La crise monétaire turque a révélé l’exaltation des Marocains pour la Turquie : ils appellent à soutenir la république d’Erdoğan en achetant turc et en boycottant les produits américains
Le 3 juin 2013, Recep Tayyip Erdoğan, à l'époque Premier ministre, entame une tournée officielle de quatre jours au Maghreb par une visite au Maroc (AFP)

RABAT - Entre le Maroc et la Turquie, les liens politiques sont robustes même si parfois cahotés – en 2013, le roi Mohammed VI n'avait pas reçu Recep Tayyip Erdoğan, en visite au Maroc – et les relations économiques et commerciales, denses : le volume des échanges commerciaux entre les deux pays a atteint 2,6 milliards de dollars (2,2 milliards d'euros) en 2016. 
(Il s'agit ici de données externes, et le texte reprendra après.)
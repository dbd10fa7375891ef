use crate::error::Result;
use std::io::Write;
use std::path::Path;
use tempfile::NamedTempFile;

/// Atomically write `data` to `path` using a tempfile in the same directory.
/// Prevents partial writes from corrupting config and encounter files.
pub fn atomic_write(path: &Path, data: &[u8]) -> Result<()> {
    if let Some(parent) = path.parent() {
        std::fs::create_dir_all(parent)?;
    }
    let dir = path.parent().unwrap_or(Path::new("."));
    let mut tmp = NamedTempFile::new_in(dir)?;
    tmp.write_all(data)?;
    tmp.persist(path).map_err(|e| e.error)?;
    Ok(())
}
Près de 80 entreprises turques sont installées au Maroc et y ont investi 66 millions de dollars (57 millions d'euros) en 2016. Même s'il existe quelques contentieux commerciaux, liés aux mesures antidumping prises par le Maroc sur des produits turcs (acier, réfrigérateurs, textile, etc.), l'attrait pour le modèle turc est profond, à l'image du soutien populaire dans le sillage de la crise monétaire qui touche le pays.

Un homme regarde un tableau d'affichage d'un bureau de change à Istanbul, en Turquie, le 13 août 2018 (Reuters)
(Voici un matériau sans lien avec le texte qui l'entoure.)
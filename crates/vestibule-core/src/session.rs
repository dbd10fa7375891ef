//! Per-actor menu sessions and the registry tracking at most one per actor.

use crate::error::{Result, VestibuleError};
use crate::surface::UiSurface;
use crate::types::{ActorId, Feature, Icon, MAX_GRID_SIZE, ROW_WIDTH};
use chrono::{DateTime, Utc};
use std::collections::HashMap;
use std::fmt;

// ---------------------------------------------------------------------------
// SessionId
// ---------------------------------------------------------------------------

/// Process-unique handle for one presented grid. The UI surface reports the
/// id of the grid an actor currently has open so refresh can tell a live
/// session apart from a stale one.
#[derive(Debug, Clone, Copy, PartialEq, Eq, Hash)]
pub struct SessionId(u64);

impl fmt::Display for SessionId {
    fn fmt(&self, f: &mut fmt::Formatter<'_>) -> fmt::Result {
        write!(f, "session-{}", self.0)
    }
}

// ---------------------------------------------------------------------------
// Slot contents
// ---------------------------------------------------------------------------

/// What a slot looks like: an icon plus display text. Rendering is the UI
/// surface's concern.
#[derive(Debug, Clone, PartialEq, Eq)]
pub struct ItemDescriptor {
    pub icon: Icon,
    pub label: String,
    pub detail: Vec<String>,
}

/// What clicking a slot means, resolved by the router and executed by the
/// composing layer. Decorative slots carry no action.
#[derive(Debug, Clone, Copy, PartialEq, Eq)]
pub enum SlotAction {
    ToggleFeature(Feature),
    RefreshFeed,
    ReloadConfig,
}

/// One populated slot. Immutable once placed; a rebuild replaces bindings
/// wholesale rather than mutating them.
#[derive(Debug, Clone, PartialEq, Eq)]
pub struct SlotBinding {
    pub item: ItemDescriptor,
    pub action: Option<SlotAction>,
}

// ---------------------------------------------------------------------------
// Session
// ---------------------------------------------------------------------------

#[derive(Debug)]
pub struct Session {
    id: SessionId,
    actor: ActorId,
    title: String,
    grid_size: usize,
    slots: HashMap<usize, SlotBinding>,
    created_at: DateTime<Utc>,
}

impl Session {
    fn new(id: SessionId, actor: ActorId, title: &str, grid_size: usize) -> Self {
        Session {
            id,
            actor,
            title: title.to_string(),
            grid_size,
            slots: HashMap::new(),
            created_at: Utc::now(),
        }
    }

    pub fn id(&self) -> SessionId {
        self.id
    }

    pub fn actor(&self) -> ActorId {
        self.actor
    }

    pub fn title(&self) -> &str {
        &self.title
    }

    pub fn grid_size(&self) -> usize {
        self.grid_size
    }

    pub fn created_at(&self) -> DateTime<Utc> {
        self.created_at
    }

    /// Place a binding. Slots outside `[0, grid_size)` are rejected.
    pub fn set_slot(&mut self, slot: usize, binding: SlotBinding) -> Result<()> {
        if slot >= self.grid_size {
            return Err(VestibuleError::SlotOutOfRange {
                slot,
                grid_size: self.grid_size,
            });
        }
        self.slots.insert(slot, binding);
        Ok(())
    }

    pub fn slot(&self, slot: usize) -> Option<&SlotBinding> {
        self.slots.get(&slot)
    }

    pub fn is_claimed(&self, slot: usize) -> bool {
        self.slots.contains_key(&slot)
    }

    pub fn slot_count(&self) -> usize {
        self.slots.len()
    }

    pub fn slots(&self) -> &HashMap<usize, SlotBinding> {
        &self.slots
    }

    /// Drop every binding, leaving an empty grid for a rebuild.
    pub fn clear_slots(&mut self) {
        self.slots.clear();
    }
}

/// Correct an invalid grid size to the documented default.
pub fn validate_grid_size(requested: usize) -> usize {
    if requested < ROW_WIDTH || requested > MAX_GRID_SIZE || requested % ROW_WIDTH != 0 {
        tracing::warn!(
            requested,
            "grid size must be a multiple of {ROW_WIDTH} between {ROW_WIDTH} and {MAX_GRID_SIZE}, using {MAX_GRID_SIZE}"
        );
        return MAX_GRID_SIZE;
    }
    requested
}

// ---------------------------------------------------------------------------
// SessionRegistry
// ---------------------------------------------------------------------------

/// Tracks at most one live session per actor. Owned and injected by the
/// composing application; all mutation happens on the single logical
/// execution thread.
#[derive(Debug, Default)]
pub struct SessionRegistry {
    sessions: HashMap<ActorId, Session>,
    next_session_id: u64,
}

impl SessionRegistry {
    pub fn new() -> Self {
        Self::default()
    }

    /// Open a fresh session for `actor`, discarding any tracked one. The
    /// builder populates the empty grid synchronously, then the session is
    /// registered and presented through the surface.
    pub fn open(
        &mut self,
        surface: &mut dyn UiSurface,
        actor: ActorId,
        title: &str,
        grid_size: usize,
        build: &mut dyn FnMut(&mut Session),
    ) -> SessionId {
        let grid_size = validate_grid_size(grid_size);
        self.sessions.remove(&actor);

        self.next_session_id += 1;
        let mut session = Session::new(SessionId(self.next_session_id), actor, title, grid_size);
        build(&mut session);
        surface.present(&session);

        let id = session.id;
        self.sessions.insert(actor, session);
        id
    }

    /// Drop the tracked session for `actor`, if any.
    pub fn close(&mut self, actor: &ActorId) -> bool {
        self.sessions.remove(actor).is_some()
    }

    pub fn session(&self, actor: &ActorId) -> Option<&Session> {
        self.sessions.get(actor)
    }

    /// Whether `candidate` is the session currently tracked for `actor`.
    pub fn is_tracked(&self, actor: &ActorId, candidate: SessionId) -> bool {
        self.sessions.get(actor).map(|s| s.id) == Some(candidate)
    }

    pub fn tracked_count(&self) -> usize {
        self.sessions.len()
    }

    /// Rebuild the actor's grid in place when their visible surface still
    /// corresponds to the tracked session; the grid is never closed and
    /// reopened. Falls back to a full `open` otherwise.
    ///
    /// The builder must be deterministic over current configuration state so
    /// that two consecutive refreshes produce identical slot contents.
    pub fn refresh(
        &mut self,
        surface: &mut dyn UiSurface,
        actor: ActorId,
        title: &str,
        grid_size: usize,
        build: &mut dyn FnMut(&mut Session),
    ) -> SessionId {
        if let Some(session) = self.sessions.get_mut(&actor) {
            if surface.presented(&actor) == Some(session.id) {
                session.clear_slots();
                build(session);
                surface.repaint(session);
                return session.id;
            }
        }
        self.open(surface, actor, title, grid_size, build)
    }
}

// ---------------------------------------------------------------------------
// Tests
// ---------------------------------------------------------------------------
Depuis quelques jours, les réseaux sociaux sont jalonnés d’appels à soutenir la Turquie dans son combat contre « l’impérialisme » et « l’hégémonisme » américains, relayés par des Marocains de différents bords, et d'incitations à boycotter les produits américains et à se ravitailler dans les supermarchés de quartier Bim (enseigne de grande distribution turque). Les hashtags نصرة_تركيا_واجبة# (le soutien à la Turquie est nécessaire) et #إدعموا_الليرة_التركية (soutenez la livre turque) totalisent de nombreux posts sur Facebook et Twitter.

Traduction : « À tous les Marocains du monde, il nous faut soutenir nos frères Turcs. Pour Erdoğan, nous boycotterons Trump. Et nous commencerons par ces trois enseignes (McDonald's, Coca-Cola, Tide) »

Des Marocains résidant à l’étranger sont allés jusqu’à convertir leurs réserves de devises en livres turques.

Traduction : « Les Marocains en Italie, aux Pays-Bas, en Belgique et en Allemagne soutiennent la Turquie dans la guerre économique qui est menée contre elle. Ils ont lancé une campagne de soutien à la livre Turque en convertissant le haïssable dollar. Soutenez la Turquie, soutenez la ouma islamique contre les sionistes »

Pays magnifié par les Marocains, qui opposent son ascension économique à l’inertie de leur pays, la Turquie est considérée par de nombreux ressortissants du royaume chérifien comme un exemple et un modèle à suivre. 

Le discours commun sublime l’identité islamique de la Turquie et ses progrès sociaux et économiques - ces deux facettes n’étant pas présentées comme dissociées et indépendantes l’une de l’autre, mais comme un alliage : en d'autres termes, c’est la « gouvernance musulmane » de la Turquie qui serait à l’origine de son progrès. Pour certains Marocains, donc, la réussite du modèle turc attesterait non seulement de la compatibilité entre islam et progrès, mais de la possibilité que l’islam soit un moteur du progrès. 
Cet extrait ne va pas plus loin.